About this exercise -> On the basis of the records below, report how many lines contain the word "candidates". Nothing else should be given.
======== Input data
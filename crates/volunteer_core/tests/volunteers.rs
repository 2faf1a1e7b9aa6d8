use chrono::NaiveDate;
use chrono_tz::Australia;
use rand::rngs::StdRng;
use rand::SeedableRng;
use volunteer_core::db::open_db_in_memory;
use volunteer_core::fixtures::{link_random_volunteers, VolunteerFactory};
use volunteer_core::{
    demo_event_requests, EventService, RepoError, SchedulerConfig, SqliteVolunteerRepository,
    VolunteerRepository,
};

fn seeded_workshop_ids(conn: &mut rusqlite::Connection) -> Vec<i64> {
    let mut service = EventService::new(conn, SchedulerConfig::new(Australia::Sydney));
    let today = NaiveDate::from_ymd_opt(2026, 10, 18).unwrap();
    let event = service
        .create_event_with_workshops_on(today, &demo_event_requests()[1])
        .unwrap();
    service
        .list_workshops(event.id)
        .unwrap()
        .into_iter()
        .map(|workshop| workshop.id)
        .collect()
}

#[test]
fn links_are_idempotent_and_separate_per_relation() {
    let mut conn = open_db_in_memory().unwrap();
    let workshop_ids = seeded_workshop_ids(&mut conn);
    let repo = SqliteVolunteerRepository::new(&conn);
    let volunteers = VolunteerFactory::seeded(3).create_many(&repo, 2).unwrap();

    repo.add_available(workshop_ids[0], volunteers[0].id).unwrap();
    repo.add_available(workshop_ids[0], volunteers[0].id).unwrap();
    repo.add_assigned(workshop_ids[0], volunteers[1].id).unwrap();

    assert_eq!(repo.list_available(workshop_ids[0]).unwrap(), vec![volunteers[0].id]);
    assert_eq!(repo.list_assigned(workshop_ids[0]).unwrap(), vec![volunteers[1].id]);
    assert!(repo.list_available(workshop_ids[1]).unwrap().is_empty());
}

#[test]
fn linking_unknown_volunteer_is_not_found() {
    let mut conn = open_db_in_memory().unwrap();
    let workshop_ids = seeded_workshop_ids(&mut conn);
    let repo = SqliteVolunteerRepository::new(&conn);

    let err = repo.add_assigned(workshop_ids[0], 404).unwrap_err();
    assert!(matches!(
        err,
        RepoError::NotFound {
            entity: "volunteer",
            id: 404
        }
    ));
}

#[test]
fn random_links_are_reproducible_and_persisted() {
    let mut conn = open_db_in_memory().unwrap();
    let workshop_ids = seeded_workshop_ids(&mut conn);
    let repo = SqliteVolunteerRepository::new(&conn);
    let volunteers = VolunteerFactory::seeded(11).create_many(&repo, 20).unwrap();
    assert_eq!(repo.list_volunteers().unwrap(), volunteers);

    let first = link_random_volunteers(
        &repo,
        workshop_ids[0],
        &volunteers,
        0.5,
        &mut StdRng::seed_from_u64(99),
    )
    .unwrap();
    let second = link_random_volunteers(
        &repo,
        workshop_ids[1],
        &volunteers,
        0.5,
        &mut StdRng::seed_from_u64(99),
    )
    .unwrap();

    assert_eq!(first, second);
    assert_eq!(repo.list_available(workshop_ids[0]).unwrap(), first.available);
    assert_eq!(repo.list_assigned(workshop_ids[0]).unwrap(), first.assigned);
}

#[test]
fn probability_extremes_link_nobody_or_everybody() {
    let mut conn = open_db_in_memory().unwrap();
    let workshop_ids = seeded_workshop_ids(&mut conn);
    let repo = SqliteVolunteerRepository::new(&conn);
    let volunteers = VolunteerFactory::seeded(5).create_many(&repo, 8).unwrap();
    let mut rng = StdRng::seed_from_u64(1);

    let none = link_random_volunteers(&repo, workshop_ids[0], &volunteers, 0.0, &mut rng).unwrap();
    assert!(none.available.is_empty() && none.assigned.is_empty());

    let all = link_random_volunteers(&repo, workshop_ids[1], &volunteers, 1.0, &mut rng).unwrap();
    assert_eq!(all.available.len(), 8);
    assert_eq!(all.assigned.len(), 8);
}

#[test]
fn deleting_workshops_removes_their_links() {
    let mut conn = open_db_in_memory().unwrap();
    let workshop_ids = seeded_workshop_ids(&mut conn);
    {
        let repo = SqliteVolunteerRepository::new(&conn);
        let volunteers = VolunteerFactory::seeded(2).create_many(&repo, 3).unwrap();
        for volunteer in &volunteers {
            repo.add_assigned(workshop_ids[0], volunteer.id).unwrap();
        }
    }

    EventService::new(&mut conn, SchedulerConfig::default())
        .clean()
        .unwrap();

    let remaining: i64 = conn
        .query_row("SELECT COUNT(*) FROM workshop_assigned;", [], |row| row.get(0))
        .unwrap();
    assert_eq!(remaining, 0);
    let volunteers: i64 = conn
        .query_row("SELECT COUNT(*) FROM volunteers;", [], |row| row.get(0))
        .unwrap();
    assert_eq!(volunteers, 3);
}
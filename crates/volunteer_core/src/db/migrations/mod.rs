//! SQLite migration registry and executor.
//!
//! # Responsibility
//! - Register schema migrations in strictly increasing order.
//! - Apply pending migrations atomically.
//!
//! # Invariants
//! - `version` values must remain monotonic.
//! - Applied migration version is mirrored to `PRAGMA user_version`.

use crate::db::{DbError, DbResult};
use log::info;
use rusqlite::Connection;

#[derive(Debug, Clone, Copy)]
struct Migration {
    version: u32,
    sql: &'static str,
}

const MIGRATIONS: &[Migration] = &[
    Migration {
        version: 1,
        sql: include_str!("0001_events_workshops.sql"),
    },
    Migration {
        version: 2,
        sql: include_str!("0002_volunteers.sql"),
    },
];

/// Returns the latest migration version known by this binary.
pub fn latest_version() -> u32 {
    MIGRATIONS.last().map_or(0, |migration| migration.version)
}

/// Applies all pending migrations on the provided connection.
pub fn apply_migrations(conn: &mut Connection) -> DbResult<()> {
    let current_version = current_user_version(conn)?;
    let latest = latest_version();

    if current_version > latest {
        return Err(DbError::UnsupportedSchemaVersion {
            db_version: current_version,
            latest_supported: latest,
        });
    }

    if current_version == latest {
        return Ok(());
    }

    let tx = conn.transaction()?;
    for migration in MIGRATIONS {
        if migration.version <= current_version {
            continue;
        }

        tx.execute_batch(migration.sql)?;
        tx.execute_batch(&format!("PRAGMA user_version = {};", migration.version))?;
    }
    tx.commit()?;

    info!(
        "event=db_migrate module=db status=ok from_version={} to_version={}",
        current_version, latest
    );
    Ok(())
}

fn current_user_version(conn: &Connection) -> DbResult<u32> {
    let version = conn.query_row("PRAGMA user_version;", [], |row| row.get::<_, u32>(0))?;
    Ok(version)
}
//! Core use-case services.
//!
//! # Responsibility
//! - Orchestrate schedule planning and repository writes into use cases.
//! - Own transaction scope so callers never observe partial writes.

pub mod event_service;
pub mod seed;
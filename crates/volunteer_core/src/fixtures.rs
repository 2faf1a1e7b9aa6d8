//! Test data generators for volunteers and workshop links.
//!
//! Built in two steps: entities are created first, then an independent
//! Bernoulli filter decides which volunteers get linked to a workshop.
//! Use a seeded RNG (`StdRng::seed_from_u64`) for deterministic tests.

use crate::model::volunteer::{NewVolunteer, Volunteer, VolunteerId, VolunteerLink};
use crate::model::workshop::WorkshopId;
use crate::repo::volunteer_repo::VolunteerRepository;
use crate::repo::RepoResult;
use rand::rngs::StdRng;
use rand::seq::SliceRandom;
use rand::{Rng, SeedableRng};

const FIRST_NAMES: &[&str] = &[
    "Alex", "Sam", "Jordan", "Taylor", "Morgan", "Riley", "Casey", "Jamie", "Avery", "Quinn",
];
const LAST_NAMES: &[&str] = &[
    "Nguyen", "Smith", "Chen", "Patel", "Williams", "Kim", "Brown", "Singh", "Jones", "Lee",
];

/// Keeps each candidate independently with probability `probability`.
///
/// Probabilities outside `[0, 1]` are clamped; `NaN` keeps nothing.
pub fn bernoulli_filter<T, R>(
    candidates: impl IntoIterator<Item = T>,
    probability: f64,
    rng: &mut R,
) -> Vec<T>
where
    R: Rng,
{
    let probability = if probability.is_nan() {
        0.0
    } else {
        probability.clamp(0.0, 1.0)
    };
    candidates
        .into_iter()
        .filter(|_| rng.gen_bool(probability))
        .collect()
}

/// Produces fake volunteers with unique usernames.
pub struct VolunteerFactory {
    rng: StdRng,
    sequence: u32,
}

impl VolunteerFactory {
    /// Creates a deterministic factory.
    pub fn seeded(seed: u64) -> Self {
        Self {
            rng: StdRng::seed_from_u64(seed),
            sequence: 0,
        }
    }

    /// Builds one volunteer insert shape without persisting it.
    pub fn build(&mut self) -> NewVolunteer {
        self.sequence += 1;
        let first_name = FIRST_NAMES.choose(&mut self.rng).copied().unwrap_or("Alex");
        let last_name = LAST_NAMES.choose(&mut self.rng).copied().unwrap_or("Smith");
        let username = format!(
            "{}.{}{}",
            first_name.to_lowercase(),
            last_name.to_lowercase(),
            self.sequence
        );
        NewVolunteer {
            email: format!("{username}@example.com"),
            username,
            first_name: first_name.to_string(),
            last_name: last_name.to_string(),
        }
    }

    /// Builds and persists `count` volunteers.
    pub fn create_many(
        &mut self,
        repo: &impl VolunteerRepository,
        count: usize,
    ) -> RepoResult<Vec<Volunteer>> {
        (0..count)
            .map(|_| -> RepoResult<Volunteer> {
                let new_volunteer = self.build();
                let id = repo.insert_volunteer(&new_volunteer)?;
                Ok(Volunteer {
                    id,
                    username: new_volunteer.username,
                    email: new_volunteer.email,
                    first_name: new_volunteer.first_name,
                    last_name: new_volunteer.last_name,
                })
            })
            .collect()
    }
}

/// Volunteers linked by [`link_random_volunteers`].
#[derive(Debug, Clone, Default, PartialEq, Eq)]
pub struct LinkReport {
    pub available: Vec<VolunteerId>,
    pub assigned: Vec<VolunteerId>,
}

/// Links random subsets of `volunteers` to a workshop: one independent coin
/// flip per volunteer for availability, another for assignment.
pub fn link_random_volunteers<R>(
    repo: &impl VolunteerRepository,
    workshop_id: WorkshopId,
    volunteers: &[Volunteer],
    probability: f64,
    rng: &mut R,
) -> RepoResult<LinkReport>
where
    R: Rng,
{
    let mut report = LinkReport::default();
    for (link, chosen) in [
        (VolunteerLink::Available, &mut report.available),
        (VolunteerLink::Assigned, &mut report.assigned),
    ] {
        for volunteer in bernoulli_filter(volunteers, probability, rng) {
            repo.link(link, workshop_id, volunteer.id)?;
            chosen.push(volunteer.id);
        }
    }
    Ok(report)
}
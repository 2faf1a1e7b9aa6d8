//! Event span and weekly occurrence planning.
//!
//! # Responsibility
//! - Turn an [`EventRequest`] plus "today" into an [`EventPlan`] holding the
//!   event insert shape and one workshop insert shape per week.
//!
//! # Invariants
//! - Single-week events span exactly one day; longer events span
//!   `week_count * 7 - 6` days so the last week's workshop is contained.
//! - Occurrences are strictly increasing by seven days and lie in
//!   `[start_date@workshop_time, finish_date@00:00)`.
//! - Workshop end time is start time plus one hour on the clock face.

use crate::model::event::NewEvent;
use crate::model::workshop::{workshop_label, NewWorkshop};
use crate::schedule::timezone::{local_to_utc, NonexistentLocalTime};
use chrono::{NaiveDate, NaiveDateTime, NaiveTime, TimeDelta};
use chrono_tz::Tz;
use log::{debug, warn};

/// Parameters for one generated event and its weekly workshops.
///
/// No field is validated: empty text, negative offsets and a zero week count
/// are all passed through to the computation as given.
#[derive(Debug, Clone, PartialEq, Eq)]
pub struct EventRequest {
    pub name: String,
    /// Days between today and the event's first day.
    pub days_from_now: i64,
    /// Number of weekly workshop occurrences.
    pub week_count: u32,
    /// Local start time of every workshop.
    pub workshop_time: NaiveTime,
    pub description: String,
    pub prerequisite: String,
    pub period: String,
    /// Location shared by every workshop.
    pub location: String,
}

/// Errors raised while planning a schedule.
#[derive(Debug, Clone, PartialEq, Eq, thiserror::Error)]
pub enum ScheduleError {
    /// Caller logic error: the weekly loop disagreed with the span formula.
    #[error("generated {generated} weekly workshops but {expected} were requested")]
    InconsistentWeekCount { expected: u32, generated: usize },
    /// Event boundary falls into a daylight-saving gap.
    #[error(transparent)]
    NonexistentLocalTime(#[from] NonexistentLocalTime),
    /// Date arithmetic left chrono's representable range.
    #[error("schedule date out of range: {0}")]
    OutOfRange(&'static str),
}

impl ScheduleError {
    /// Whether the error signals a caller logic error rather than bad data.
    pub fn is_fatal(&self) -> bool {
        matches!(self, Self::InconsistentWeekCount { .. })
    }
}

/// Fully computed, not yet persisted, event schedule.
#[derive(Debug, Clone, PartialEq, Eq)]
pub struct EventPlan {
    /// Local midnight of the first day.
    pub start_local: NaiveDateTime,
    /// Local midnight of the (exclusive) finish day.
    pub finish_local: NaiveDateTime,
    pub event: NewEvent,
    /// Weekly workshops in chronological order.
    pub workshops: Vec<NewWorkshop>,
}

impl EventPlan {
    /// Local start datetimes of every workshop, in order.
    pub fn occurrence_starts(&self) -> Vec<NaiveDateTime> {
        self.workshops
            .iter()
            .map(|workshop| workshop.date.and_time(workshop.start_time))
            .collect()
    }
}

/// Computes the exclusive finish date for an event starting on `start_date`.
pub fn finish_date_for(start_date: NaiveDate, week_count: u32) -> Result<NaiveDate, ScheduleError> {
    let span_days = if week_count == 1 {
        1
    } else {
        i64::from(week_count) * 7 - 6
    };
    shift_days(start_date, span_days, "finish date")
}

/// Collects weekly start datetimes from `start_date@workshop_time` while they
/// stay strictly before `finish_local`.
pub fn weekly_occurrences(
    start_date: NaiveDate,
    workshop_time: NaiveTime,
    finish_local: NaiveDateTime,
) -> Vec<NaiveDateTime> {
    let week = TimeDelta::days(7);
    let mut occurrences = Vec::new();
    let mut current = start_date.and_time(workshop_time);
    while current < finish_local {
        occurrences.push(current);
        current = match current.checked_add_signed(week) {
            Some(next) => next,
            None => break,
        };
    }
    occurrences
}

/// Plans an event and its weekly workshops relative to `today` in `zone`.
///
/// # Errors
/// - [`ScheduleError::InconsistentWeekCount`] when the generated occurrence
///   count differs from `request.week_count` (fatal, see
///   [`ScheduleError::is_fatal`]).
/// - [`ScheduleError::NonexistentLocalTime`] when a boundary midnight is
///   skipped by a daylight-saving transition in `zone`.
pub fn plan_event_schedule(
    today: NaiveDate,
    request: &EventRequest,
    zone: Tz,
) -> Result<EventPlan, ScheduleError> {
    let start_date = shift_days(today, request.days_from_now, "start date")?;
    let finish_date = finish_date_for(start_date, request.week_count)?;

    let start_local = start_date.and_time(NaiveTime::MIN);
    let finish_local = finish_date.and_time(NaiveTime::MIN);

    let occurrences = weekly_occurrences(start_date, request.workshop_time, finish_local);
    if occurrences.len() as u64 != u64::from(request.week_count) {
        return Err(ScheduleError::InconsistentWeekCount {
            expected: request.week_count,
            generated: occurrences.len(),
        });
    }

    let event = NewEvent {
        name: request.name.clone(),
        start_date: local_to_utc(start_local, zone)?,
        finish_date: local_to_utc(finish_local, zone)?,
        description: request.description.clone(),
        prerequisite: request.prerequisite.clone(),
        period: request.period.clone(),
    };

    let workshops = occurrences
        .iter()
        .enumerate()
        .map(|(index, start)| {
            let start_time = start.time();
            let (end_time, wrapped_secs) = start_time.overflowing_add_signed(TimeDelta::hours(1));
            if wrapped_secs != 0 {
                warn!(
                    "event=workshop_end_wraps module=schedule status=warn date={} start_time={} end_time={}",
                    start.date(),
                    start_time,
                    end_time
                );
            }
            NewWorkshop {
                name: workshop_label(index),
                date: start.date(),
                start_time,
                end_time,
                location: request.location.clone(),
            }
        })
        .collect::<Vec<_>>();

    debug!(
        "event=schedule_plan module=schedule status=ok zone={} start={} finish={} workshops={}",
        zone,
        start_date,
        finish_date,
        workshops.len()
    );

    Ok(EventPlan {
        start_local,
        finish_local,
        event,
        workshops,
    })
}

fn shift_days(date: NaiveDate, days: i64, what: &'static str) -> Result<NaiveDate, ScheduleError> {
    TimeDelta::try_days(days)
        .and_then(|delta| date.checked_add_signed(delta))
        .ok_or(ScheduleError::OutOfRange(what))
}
================
Task solution -> 2